Task brief: Return all lines from the listing below that include the word "String".
#####
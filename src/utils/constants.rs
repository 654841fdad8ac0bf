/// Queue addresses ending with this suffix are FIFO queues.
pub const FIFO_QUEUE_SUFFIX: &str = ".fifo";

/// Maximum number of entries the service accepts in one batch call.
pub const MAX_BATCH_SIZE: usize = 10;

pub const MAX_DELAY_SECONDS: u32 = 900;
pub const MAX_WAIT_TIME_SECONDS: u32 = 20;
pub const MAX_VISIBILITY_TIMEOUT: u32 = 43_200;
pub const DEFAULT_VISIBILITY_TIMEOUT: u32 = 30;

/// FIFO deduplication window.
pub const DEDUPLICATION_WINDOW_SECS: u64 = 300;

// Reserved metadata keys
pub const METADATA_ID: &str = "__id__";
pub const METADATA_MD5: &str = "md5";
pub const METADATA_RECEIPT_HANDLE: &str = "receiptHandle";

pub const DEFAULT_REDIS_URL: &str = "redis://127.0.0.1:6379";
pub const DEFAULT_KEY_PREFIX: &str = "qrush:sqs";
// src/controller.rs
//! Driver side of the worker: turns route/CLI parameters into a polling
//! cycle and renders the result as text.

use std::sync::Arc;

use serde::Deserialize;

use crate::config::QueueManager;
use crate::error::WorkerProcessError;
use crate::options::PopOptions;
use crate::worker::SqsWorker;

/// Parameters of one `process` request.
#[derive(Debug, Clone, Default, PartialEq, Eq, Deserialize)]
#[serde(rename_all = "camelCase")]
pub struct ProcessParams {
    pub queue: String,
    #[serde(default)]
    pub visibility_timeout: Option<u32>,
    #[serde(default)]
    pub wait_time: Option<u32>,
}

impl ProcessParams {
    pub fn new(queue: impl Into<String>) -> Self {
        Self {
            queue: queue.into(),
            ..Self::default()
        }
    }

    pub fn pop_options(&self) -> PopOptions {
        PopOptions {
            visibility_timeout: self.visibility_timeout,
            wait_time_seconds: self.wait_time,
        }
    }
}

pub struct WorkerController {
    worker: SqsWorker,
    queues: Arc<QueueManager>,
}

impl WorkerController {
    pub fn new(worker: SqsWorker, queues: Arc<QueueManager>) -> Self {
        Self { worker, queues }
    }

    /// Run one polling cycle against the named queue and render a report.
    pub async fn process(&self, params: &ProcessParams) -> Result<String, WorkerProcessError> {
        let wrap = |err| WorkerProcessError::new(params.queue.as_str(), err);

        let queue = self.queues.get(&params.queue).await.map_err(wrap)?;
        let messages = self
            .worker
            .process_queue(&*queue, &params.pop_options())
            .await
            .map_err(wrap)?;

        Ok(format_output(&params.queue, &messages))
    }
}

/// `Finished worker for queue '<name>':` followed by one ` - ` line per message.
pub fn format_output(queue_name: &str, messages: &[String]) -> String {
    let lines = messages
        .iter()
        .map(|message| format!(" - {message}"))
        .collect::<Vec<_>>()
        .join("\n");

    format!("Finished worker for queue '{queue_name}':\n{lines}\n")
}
#####
The answer:
    pub queue: String,
    pub fn new(queue: impl Into<String>) -> Self {
    pub async fn process(&self, params: &ProcessParams) -> Result<String, WorkerProcessError> {
pub fn format_output(queue_name: &str, messages: &[String]) -> String {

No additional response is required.